THE DATA
▬▬▬

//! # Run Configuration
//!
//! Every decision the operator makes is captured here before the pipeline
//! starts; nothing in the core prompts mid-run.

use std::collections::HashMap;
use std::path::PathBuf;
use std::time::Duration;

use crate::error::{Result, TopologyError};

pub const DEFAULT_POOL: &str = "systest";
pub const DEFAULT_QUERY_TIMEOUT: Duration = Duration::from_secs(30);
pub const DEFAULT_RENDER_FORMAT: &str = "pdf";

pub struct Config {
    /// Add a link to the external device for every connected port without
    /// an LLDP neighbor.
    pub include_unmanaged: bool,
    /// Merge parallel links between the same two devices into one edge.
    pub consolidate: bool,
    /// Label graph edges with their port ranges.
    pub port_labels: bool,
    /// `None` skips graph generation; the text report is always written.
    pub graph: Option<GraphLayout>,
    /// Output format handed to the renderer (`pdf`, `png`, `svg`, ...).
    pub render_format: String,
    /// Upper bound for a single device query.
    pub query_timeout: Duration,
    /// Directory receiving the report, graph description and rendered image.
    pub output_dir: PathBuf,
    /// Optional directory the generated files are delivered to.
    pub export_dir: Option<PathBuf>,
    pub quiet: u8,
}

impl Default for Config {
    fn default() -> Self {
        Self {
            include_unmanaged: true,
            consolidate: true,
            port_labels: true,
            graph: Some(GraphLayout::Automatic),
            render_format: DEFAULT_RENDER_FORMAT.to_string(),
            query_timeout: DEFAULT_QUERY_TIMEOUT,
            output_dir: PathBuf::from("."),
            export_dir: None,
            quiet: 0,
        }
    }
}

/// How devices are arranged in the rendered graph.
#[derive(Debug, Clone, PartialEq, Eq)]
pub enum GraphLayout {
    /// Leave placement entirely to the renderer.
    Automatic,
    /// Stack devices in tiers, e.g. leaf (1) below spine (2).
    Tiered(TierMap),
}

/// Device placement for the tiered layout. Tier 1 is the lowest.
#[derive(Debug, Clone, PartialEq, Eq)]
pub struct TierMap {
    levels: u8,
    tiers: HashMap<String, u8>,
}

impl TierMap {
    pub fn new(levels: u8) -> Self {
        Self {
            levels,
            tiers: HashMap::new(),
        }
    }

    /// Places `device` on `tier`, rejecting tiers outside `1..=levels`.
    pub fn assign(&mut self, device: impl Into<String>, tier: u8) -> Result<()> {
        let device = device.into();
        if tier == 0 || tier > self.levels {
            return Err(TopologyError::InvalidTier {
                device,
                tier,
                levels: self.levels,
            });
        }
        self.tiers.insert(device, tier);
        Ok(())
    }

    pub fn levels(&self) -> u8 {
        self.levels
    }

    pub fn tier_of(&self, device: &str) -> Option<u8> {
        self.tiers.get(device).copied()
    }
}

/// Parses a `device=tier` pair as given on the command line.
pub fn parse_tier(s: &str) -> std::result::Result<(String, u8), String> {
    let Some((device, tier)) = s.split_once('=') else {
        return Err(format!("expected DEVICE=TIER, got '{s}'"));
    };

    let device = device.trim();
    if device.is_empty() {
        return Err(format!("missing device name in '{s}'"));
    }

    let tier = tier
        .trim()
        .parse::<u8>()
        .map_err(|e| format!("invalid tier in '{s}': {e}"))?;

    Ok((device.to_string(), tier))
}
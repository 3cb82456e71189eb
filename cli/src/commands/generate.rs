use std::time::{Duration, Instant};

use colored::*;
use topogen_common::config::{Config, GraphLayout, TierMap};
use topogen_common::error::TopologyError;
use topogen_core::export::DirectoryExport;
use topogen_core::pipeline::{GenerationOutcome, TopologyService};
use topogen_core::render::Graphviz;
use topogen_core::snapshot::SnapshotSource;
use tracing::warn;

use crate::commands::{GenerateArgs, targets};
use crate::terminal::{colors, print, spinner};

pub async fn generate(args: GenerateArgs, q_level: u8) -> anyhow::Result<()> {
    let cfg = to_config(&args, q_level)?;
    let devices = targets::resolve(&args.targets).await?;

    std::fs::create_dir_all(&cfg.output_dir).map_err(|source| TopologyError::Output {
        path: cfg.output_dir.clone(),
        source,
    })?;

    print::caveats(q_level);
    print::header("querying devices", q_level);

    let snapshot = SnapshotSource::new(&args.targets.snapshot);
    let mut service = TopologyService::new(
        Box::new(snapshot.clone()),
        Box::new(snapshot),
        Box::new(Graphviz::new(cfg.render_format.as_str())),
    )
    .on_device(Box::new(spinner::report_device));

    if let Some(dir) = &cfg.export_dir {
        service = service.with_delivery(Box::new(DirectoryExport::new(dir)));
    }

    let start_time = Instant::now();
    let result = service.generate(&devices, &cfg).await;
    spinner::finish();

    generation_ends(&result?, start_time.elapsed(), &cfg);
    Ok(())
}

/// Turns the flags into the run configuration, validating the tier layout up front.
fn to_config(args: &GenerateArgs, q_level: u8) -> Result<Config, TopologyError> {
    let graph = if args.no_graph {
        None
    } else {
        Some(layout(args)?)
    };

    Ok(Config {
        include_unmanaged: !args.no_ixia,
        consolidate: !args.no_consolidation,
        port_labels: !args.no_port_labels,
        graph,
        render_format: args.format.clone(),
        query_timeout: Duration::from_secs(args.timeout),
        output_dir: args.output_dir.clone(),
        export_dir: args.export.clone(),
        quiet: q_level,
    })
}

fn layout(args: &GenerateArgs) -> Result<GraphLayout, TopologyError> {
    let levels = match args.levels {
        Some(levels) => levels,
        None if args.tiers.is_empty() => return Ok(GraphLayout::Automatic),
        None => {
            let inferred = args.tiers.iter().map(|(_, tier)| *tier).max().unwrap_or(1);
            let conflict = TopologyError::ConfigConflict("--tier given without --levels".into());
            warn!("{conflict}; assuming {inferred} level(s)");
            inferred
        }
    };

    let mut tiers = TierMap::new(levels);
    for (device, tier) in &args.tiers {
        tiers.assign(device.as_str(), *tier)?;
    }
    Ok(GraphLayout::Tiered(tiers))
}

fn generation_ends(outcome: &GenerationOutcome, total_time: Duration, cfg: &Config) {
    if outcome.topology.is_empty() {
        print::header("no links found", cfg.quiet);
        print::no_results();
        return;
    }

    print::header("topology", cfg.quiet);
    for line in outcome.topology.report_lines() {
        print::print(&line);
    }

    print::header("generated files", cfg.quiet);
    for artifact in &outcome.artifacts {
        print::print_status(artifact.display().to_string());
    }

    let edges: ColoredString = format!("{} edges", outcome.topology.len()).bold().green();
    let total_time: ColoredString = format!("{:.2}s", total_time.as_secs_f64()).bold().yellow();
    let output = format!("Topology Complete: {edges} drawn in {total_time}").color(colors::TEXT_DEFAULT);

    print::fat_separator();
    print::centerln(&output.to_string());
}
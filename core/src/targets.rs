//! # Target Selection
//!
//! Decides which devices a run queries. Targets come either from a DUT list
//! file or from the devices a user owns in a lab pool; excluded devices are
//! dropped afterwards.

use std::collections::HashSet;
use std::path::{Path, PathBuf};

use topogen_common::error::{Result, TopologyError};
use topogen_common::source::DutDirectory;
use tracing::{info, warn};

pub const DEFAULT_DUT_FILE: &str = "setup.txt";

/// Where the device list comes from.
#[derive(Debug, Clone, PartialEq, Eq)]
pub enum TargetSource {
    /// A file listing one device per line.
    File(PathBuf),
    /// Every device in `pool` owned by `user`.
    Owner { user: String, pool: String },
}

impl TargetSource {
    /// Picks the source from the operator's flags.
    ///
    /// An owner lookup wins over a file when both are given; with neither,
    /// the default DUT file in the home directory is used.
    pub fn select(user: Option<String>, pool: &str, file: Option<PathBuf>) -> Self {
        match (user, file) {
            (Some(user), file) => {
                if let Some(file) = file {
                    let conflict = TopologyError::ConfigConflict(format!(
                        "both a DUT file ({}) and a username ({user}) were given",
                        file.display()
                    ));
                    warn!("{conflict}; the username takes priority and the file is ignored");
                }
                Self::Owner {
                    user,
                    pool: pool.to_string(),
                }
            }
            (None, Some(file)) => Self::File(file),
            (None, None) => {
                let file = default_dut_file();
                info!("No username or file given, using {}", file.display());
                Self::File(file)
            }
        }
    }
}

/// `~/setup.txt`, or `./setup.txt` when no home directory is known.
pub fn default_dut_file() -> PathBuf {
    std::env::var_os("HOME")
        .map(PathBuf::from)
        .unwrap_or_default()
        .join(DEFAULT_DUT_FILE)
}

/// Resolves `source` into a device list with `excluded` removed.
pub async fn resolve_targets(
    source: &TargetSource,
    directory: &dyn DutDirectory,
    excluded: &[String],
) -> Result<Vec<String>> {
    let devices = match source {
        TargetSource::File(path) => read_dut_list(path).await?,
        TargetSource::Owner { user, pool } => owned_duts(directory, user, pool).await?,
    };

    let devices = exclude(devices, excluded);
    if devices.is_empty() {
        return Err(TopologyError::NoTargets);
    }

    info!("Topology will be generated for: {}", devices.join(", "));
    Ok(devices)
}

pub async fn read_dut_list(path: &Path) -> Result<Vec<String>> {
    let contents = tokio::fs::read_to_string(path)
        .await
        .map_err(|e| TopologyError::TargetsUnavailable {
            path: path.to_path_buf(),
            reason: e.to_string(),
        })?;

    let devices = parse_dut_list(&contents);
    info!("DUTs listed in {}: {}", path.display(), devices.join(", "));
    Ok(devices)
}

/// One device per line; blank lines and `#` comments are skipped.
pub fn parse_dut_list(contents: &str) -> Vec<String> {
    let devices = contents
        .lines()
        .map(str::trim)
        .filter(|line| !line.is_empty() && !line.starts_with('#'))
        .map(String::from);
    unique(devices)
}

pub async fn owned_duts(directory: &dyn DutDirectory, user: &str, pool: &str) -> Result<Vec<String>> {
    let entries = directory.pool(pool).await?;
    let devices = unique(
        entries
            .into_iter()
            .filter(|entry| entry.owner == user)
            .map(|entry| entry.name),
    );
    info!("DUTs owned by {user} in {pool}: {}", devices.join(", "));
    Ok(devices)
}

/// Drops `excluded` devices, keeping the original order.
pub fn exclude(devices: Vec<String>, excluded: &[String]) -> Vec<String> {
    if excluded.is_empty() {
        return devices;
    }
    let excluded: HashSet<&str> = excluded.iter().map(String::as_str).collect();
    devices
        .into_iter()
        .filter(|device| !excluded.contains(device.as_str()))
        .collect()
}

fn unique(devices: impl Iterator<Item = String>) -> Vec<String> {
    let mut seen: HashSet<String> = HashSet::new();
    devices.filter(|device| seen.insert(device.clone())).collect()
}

▬▬▬

WHAT TO WORK ON
From the records above, pick out and copy each line holding the word "pipeline".

TASK RESPONSE
//! Every decision the operator makes is captured here before the pipeline
use topogen_core::pipeline::{GenerationOutcome, TopologyService};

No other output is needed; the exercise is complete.